56.4% of companies believe that costs (shipping, import/export/transit) will increase due to difficulties in transit through the Suez Canal. The energy, chemical, agri-food and metallurgy sectors are the most worried. The average increase in costs estimated by companies is +19% compared to the pre-crisis period. Impact on shipping times (import, export, transit). 59.2% of companies believe that shipping times (import/export/transit) will increase due to difficulties passing through the Suez Canal. Impact on payment terms of companies’ customers 22.6% of companies believe there will be delays in payments from customers in the next three months. The average delay estimated by companies is +40 days.

New competitive scenarios and potential loss of market shares

23.2% of companies believe that competition between ships that pass more easily through the Suez Canal will result in a loss of market share for their company. 6.4% believe that the impact of the crisis on the performance of their economic activity will be quite significant.

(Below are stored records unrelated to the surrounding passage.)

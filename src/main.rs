use clap::{Parser, Subcommand};
use std::path::{Path, PathBuf};
use tracing_subscriber::{layer::SubscriberExt, util::SubscriberInitExt};

use pieceworks::models::{AppConfig, CONFIG_ENV_VAR};
use pieceworks::services::{
    shuffle_pieces, verify_coverage, PieceStore, RebuildService, ShatterMode, ShatterService,
};

/// Voronoi piece count when neither `--pieces` nor `--grid` is given
const DEFAULT_PIECES: usize = 50;

/// Seed for shatter runs without `--seed`
const DEFAULT_SEED: u64 = 42;

#[derive(Parser)]
#[command(name = "pieceworks")]
#[command(about = "Shatter images into Voronoi or jigsaw pieces and rebuild them")]
struct Cli {
    /// Config file (default: $PIECEWORKS_CONFIG, then ./pieceworks.yaml)
    #[arg(long, global = true)]
    config: Option<PathBuf>,

    /// Log at debug level unless RUST_LOG is set
    #[arg(short, long, global = true)]
    verbose: bool,

    #[command(subcommand)]
    command: Option<Commands>,
}

#[derive(Subcommand)]
enum Commands {
    /// Cut an image into pieces
    Shatter {
        /// Source PNG image
        image: PathBuf,

        /// Directory for the pieces and sidecars
        #[arg(short, long)]
        output: PathBuf,

        /// Number of Voronoi pieces
        #[arg(short, long, conflicts_with = "grid")]
        pieces: Option<usize>,

        /// Interlocking jigsaw grid, e.g. "5x10" for 5 rows and 10 columns
        #[arg(short, long, value_parser = parse_grid)]
        grid: Option<(usize, usize)>,

        /// Random seed
        #[arg(short, long, default_value_t = DEFAULT_SEED)]
        seed: u64,
    },
    /// Reassemble a piece directory into one image
    Rebuild {
        /// Directory holding piece_XX.png files and optional sidecars
        pieces_dir: PathBuf,

        /// Directory for the reconstruction
        #[arg(short, long)]
        output: PathBuf,

        /// Candidates tried per cell (overrides rebuild.top_k)
        #[arg(short = 'k', long)]
        top_k: Option<usize>,

        /// Jigsaw grid of a piece set without pieces_layout.json, e.g. "5x10"
        #[arg(short, long, value_parser = parse_grid)]
        grid: Option<(usize, usize)>,
    },
    /// Write a random presentation order for a piece directory
    Shuffle {
        /// Directory holding piece_XX.png files
        pieces_dir: PathBuf,

        /// Random seed (random when omitted)
        #[arg(short, long)]
        seed: Option<u64>,
    },
    /// Check that Voronoi pieces cover their source image exactly once
    Verify {
        /// Source PNG image
        image: PathBuf,

        /// Directory holding piece_XX.png files
        pieces_dir: PathBuf,

        /// Write a coverage image: gaps red, overlaps green
        #[arg(long)]
        visualize: Option<PathBuf>,
    },
}

fn main() -> anyhow::Result<()> {
    let cli = Cli::parse();

    let Some(command) = cli.command else {
        run_status_command(cli.config.as_deref());
        return Ok(());
    };

    init_tracing(cli.verbose);
    let config_path = AppConfig::resolve_path(cli.config.as_deref());
    let config = AppConfig::load(&config_path)?;

    match command {
        Commands::Shatter {
            image,
            output,
            pieces,
            grid,
            seed,
        } => run_shatter_command(config, &image, &output, pieces, grid, seed),
        Commands::Rebuild {
            pieces_dir,
            output,
            top_k,
            grid,
        } => run_rebuild_command(config, &pieces_dir, &output, top_k, grid),
        Commands::Shuffle { pieces_dir, seed } => run_shuffle_command(&pieces_dir, seed),
        Commands::Verify {
            image,
            pieces_dir,
            visualize,
        } => run_verify_command(&image, &pieces_dir, visualize.as_deref()),
    }
}

fn init_tracing(verbose: bool) {
    let default_filter = if verbose {
        "pieceworks=debug,tessera=debug"
    } else {
        "pieceworks=info,tessera=warn"
    };
    tracing_subscriber::registry()
        .with(
            tracing_subscriber::EnvFilter::try_from_default_env()
                .unwrap_or_else(|_| default_filter.into()),
        )
        .with(tracing_subscriber::fmt::layer().without_time())
        .init();
}

/// Parse "RxC" (also "R,C" or "RXC") into rows and columns.
fn parse_grid(s: &str) -> Result<(usize, usize), String> {
    let (rows, cols) = s
        .split_once(['x', 'X', ','])
        .ok_or_else(|| format!("expected ROWSxCOLS, got {s:?}"))?;
    let rows: usize = rows
        .trim()
        .parse()
        .map_err(|e| format!("bad row count {rows:?}: {e}"))?;
    let cols: usize = cols
        .trim()
        .parse()
        .map_err(|e| format!("bad column count {cols:?}: {e}"))?;
    if rows == 0 || cols == 0 {
        return Err(format!("grid must have at least one row and column, got {s:?}"));
    }
    Ok((rows, cols))
}

fn run_shatter_command(
    config: AppConfig,
    image: &Path,
    output: &Path,
    pieces: Option<usize>,
    grid: Option<(usize, usize)>,
    seed: u64,
) -> anyhow::Result<()> {
    let mode = match (pieces, grid) {
        (_, Some((rows, cols))) => ShatterMode::Jigsaw { rows, cols },
        (pieces, None) => ShatterMode::Voronoi {
            pieces: pieces.unwrap_or(DEFAULT_PIECES),
        },
    };

    let report = ShatterService::new(config.shatter).shatter_file(image, output, mode, seed)?;

    println!("Wrote {} pieces to {}", report.pieces, output.display());
    if let Some(layout) = report.layout {
        println!(
            "Grid {}x{}, body {}x{} px, tab radius {} px",
            layout.rows, layout.cols, layout.piece_width, layout.piece_height, layout.tab_radius
        );
    }
    Ok(())
}

fn run_rebuild_command(
    mut config: AppConfig,
    pieces_dir: &Path,
    output: &Path,
    top_k: Option<usize>,
    grid: Option<(usize, usize)>,
) -> anyhow::Result<()> {
    if let Some(k) = top_k {
        config.rebuild.top_k = k;
        config.validate()?;
    }

    let mut service = RebuildService::new(config.rebuild);
    if let Some((rows, cols)) = grid {
        service = service.grid(rows, cols);
    }
    let report = service.rebuild_dir(pieces_dir, output)?;

    println!(
        "Rebuilt {} pieces ({:?}) into {} ({}x{})",
        report.pieces,
        report.mode,
        report.output.display(),
        report.width,
        report.height
    );
    if report.coverage.uncovered > 0 {
        println!(
            "  {} pixels left blank by empty grid cells",
            report.coverage.uncovered
        );
    }
    Ok(())
}

fn run_shuffle_command(pieces_dir: &Path, seed: Option<u64>) -> anyhow::Result<()> {
    let seed = seed.unwrap_or_else(rand::random);
    let order = shuffle_pieces(&PieceStore::new(pieces_dir), seed)?;
    println!(
        "Shuffled {} pieces in {} (seed {seed})",
        order.0.len(),
        pieces_dir.display()
    );
    Ok(())
}

fn run_verify_command(
    image: &Path,
    pieces_dir: &Path,
    visualize: Option<&Path>,
) -> anyhow::Result<()> {
    let report = verify_coverage(image, &PieceStore::new(pieces_dir), visualize)?;

    println!("Total pixels:      {}", report.total);
    println!("Uncovered pixels:  {}", report.uncovered);
    println!("Overlapped pixels: {}", report.overlapped);
    if let Some(path) = visualize {
        println!("Coverage view:     {}", path.display());
    }

    if report.is_exact() {
        println!("\nSUCCESS: every pixel is covered by exactly one piece");
        Ok(())
    } else {
        anyhow::bail!(
            "coverage is not exact: {} uncovered, {} overlapped",
            report.uncovered,
            report.overlapped
        )
    }
}

fn run_status_command(config_flag: Option<&Path>) {
    const VERSION: &str = env!("CARGO_PKG_VERSION");

    let env_config = std::env::var(CONFIG_ENV_VAR).ok();
    let config_path = AppConfig::resolve_path(config_flag);

    // Header
    println!("Pieceworks v{VERSION}");
    println!("Shatter images into puzzles and put them back together\n");

    // Environment variables section
    println!("Environment Variables:");
    println!(
        "  {CONFIG_ENV_VAR} = {}",
        env_config.as_deref().unwrap_or("(not set)")
    );
    println!(
        "  RUST_LOG          = {}",
        std::env::var("RUST_LOG").as_deref().unwrap_or("(not set)")
    );

    // Config section
    println!("\nConfiguration:");
    let config = if config_path.exists() {
        match AppConfig::load(&config_path) {
            Ok(config) => {
                println!("  Source:  {}", config_path.display());
                config
            }
            Err(e) => {
                println!("  Source:  {} (invalid: {e})", config_path.display());
                AppConfig::default()
            }
        }
    } else {
        println!("  Source:  defaults ({} not found)", config_path.display());
        AppConfig::default()
    };
    println!(
        "  Shatter: {} Lloyd iterations, {:?} seeding, tab ratio {}",
        config.shatter.lloyd_iterations, config.shatter.seeding, config.shatter.tab_ratio
    );
    println!(
        "  Rebuild: top-k {}, breadth-first from {} pieces, output {}",
        config.rebuild.top_k, config.rebuild.bfs_threshold, config.rebuild.output_name
    );

    // Commands section
    println!("\nCommands:");
    println!("  pieceworks shatter   Cut an image into Voronoi or jigsaw pieces");
    println!("  pieceworks rebuild   Reassemble a piece directory");
    println!("  pieceworks shuffle   Write a random presentation order");
    println!("  pieceworks verify    Check coverage of Voronoi pieces");
    println!("\nRun 'pieceworks --help' for more details.");
}

#[cfg(test)]
mod tests {
    use super::*;

    #[test]
    fn test_parse_grid() {
        assert_eq!(parse_grid("5x10"), Ok((5, 10)));
        assert_eq!(parse_grid("2X3"), Ok((2, 3)));
        assert_eq!(parse_grid("4,4"), Ok((4, 4)));
        assert!(parse_grid("0x3").is_err());
        assert!(parse_grid("five").is_err());
        assert!(parse_grid("3x").is_err());
    }

    #[test]
    fn test_cli_pieces_conflict_with_grid() {
        let result = Cli::try_parse_from([
            "pieceworks", "shatter", "in.png", "-o", "out", "--pieces", "9", "--grid", "2x3",
        ]);
        assert!(result.is_err());
    }

    #[test]
    fn test_cli_shatter_defaults() {
        let cli = Cli::try_parse_from(["pieceworks", "shatter", "in.png", "-o", "out"]).unwrap();
        match cli.command {
            Some(Commands::Shatter {
                pieces, grid, seed, ..
            }) => {
                assert_eq!((pieces, grid, seed), (None, None, 42));
            }
            _ => panic!("Expected shatter command"),
        }
    }

    #[test]
    fn test_cli_global_flags_after_subcommand() {
        let cli = Cli::try_parse_from([
            "pieceworks", "rebuild", "pieces", "-o", "out", "-k", "8", "--verbose",
        ])
        .unwrap();
        assert!(cli.verbose);
        match cli.command {
            Some(Commands::Rebuild { top_k, .. }) => assert_eq!(top_k, Some(8)),
            _ => panic!("Expected rebuild command"),
        }
    }

    #[test]
    fn test_cli_rebuild_grid() {
        let cli =
            Cli::try_parse_from(["pieceworks", "rebuild", "pieces", "-o", "out", "--grid", "3x4"])
                .unwrap();
        match cli.command {
            Some(Commands::Rebuild { grid, top_k, .. }) => {
                assert_eq!((grid, top_k), (Some((3, 4)), None))
            }
            _ => panic!("Expected rebuild command"),
        }
    }
}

Solutions adopted to overcome new logistical difficulties

30% of companies have already considered possible alternatives to avoid logistical difficulties: 20.6% will resort to them in 2024, while 9.4% have already resorted to them through the use of air transport (60, 5%), road transport (9.5%), rail transport (approximately 8%), or through the combined use of these carriers (over approximately 22% of companies).

“The growing geo-political uncertainty in the Middle East – states Luca Burrafato, Head of Mediterranean Countries, Middle East and Africa for Allianz Trade – is part of a scenario of global volatility characterized by the growth of insolvencies and interest rates which are generating high financial needs for businesses. In this context, we believe that it is even more necessary to define supply chain strategies which – involving the supply chain in a broader way – allow us to optimize the management of working capital with the aim of enhancing that propensity for resilience that the Italian economic fabric has repeatedly highlighted in the most critical moments”.